** Opening Data records block **

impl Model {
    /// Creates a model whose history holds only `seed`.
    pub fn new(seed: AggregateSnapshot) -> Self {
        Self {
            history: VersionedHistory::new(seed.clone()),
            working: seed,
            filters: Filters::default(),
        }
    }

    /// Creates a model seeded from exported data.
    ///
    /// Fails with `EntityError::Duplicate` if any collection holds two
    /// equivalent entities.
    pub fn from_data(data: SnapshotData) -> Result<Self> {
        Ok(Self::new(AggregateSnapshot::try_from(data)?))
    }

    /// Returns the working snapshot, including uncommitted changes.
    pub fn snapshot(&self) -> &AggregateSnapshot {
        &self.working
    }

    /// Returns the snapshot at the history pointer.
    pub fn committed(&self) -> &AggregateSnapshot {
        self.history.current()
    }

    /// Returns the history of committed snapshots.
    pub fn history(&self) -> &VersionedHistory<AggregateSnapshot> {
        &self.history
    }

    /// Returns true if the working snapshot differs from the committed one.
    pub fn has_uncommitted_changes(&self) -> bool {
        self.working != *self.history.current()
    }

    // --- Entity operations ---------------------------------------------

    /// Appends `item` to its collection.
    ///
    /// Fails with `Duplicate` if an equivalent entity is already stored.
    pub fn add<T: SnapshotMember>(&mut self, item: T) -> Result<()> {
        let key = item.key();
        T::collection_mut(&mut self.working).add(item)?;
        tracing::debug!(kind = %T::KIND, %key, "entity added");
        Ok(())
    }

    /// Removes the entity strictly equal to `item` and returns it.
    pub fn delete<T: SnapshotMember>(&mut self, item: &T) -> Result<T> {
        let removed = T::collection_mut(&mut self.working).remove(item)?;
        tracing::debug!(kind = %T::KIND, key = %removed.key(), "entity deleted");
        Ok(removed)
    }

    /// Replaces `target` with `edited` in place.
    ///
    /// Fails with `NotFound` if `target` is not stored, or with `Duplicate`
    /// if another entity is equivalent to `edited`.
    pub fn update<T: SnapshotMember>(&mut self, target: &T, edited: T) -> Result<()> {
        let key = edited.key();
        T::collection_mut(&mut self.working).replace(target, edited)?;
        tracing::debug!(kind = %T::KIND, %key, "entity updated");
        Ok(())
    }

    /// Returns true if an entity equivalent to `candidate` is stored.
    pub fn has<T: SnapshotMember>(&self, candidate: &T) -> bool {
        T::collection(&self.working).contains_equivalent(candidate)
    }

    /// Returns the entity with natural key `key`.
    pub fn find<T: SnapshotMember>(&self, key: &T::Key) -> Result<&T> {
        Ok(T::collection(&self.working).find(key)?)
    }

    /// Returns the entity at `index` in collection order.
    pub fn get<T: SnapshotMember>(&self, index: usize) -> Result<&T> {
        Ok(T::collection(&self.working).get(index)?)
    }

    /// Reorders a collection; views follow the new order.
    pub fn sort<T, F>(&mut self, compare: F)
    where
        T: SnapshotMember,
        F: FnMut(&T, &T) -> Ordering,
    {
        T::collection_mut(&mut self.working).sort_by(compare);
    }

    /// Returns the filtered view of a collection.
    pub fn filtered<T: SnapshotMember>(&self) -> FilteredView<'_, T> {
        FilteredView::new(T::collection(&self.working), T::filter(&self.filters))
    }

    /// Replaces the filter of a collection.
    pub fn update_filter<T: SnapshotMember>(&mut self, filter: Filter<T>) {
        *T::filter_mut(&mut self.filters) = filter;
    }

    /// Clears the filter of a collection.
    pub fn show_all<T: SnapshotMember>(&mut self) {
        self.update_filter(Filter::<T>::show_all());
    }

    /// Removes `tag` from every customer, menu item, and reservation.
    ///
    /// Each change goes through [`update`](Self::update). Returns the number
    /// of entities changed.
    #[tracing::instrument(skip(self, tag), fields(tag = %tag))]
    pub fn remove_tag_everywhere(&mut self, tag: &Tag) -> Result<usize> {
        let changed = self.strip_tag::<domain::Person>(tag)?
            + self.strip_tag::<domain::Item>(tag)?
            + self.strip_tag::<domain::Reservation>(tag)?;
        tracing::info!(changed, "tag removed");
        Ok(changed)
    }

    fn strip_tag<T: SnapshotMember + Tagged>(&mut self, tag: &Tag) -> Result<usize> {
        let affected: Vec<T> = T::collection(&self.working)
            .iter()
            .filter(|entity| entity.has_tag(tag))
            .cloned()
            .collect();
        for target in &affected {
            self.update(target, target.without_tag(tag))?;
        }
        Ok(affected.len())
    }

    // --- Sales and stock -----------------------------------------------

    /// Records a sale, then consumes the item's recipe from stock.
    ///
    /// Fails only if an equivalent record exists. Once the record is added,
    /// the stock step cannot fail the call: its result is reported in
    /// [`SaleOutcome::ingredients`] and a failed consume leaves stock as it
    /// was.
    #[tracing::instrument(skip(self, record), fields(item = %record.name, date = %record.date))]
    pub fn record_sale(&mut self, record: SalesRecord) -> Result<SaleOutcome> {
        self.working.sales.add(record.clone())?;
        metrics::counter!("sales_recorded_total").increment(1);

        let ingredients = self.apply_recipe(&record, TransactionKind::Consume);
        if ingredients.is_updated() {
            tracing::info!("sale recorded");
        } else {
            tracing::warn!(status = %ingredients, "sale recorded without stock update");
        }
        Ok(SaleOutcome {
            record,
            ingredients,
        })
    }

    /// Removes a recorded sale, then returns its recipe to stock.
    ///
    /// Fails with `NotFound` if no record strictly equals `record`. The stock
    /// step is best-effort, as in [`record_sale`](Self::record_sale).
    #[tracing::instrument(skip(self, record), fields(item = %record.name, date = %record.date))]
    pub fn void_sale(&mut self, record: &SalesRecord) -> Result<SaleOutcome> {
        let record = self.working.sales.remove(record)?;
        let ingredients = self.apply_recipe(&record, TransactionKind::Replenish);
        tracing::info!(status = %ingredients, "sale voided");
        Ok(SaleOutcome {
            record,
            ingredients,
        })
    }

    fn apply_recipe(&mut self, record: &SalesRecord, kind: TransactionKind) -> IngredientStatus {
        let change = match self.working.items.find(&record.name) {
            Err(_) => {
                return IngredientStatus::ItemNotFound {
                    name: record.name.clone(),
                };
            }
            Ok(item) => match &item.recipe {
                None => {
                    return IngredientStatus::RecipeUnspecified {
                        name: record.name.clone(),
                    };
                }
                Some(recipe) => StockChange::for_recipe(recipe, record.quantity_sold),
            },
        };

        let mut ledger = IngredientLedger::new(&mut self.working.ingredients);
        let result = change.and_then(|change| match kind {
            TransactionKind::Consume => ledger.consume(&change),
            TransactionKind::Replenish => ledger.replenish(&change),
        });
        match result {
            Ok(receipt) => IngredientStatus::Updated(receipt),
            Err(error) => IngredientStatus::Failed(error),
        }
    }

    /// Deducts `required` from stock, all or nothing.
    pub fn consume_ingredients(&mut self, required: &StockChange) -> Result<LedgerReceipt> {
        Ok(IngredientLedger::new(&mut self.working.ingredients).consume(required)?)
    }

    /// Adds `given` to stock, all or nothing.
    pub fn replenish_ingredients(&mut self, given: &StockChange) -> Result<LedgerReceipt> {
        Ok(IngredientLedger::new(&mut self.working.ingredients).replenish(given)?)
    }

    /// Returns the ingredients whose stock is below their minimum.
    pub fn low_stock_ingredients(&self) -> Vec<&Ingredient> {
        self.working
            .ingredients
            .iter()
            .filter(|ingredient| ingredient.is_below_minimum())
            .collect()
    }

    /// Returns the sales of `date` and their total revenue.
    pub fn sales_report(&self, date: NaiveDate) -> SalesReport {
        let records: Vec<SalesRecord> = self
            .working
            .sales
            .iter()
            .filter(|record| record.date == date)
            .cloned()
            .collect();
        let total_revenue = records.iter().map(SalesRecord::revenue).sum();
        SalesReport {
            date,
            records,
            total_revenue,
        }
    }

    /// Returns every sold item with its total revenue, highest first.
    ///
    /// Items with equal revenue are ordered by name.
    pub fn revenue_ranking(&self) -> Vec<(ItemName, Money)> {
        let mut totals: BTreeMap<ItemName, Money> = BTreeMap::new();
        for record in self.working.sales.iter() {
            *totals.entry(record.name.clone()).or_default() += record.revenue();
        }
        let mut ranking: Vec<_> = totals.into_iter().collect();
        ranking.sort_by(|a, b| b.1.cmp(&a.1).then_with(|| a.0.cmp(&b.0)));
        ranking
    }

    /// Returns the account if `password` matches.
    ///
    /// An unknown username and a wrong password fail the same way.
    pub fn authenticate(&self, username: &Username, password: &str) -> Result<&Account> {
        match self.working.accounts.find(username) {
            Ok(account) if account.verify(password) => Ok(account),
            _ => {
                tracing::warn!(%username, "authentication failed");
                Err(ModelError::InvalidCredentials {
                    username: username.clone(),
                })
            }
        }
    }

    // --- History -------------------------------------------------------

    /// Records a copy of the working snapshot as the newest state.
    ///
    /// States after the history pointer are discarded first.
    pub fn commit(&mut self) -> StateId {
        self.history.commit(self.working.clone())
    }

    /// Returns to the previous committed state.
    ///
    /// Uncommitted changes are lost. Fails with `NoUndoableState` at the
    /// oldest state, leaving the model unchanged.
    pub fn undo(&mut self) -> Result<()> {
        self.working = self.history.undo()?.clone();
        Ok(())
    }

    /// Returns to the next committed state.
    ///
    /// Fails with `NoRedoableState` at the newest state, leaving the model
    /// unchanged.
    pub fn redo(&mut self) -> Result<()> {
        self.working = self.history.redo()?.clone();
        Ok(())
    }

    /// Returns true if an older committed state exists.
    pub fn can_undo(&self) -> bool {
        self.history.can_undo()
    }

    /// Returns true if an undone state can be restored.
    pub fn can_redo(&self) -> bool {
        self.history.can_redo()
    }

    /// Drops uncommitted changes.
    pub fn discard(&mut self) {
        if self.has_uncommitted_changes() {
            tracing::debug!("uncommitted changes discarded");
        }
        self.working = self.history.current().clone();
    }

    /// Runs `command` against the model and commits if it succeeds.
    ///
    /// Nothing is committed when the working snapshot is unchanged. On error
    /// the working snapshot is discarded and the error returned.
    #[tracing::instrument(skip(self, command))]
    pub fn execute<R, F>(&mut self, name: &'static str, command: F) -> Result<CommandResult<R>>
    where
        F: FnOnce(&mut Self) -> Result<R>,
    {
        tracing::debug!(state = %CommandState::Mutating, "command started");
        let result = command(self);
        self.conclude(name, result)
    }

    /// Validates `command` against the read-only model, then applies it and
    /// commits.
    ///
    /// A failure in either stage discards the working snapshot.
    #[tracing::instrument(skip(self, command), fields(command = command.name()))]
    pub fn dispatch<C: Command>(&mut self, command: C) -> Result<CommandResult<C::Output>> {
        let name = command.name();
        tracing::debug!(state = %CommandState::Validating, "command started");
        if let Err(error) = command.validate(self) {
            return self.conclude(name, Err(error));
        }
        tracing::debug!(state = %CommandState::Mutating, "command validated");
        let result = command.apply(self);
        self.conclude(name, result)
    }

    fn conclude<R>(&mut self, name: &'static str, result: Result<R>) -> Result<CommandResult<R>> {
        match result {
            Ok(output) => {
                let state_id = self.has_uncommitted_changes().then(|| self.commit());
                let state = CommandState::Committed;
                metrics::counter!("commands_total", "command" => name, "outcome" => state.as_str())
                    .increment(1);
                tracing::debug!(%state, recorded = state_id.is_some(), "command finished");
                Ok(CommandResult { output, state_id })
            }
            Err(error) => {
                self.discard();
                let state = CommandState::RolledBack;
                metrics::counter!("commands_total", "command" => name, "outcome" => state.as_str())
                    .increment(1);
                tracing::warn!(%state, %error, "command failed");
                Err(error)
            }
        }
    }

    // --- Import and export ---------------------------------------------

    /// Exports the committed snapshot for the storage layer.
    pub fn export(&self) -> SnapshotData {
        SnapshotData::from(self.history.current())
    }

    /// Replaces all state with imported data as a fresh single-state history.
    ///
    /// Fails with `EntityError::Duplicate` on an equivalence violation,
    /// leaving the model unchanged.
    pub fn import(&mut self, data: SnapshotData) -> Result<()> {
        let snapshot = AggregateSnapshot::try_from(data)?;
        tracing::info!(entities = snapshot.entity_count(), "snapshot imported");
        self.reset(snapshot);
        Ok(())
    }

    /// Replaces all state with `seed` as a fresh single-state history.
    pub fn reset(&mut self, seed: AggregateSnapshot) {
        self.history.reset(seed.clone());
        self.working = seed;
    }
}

** Closing Data records block **

## What you are asked to do
Please print exactly the lines of the entries above, beginning with the line that contains "let snapshot = AggregateSnapshot::try_from(data)?;" and ending with the last line.

## Response below
        let snapshot = AggregateSnapshot::try_from(data)?;
        tracing::info!(entities = snapshot.entity_count(), "snapshot imported");
        self.reset(snapshot);
        Ok(())
    }

    /// Replaces all state with `seed` as a fresh single-state history.
    pub fn reset(&mut self, seed: AggregateSnapshot) {
        self.history.reset(seed.clone());
        self.working = seed;
    }
}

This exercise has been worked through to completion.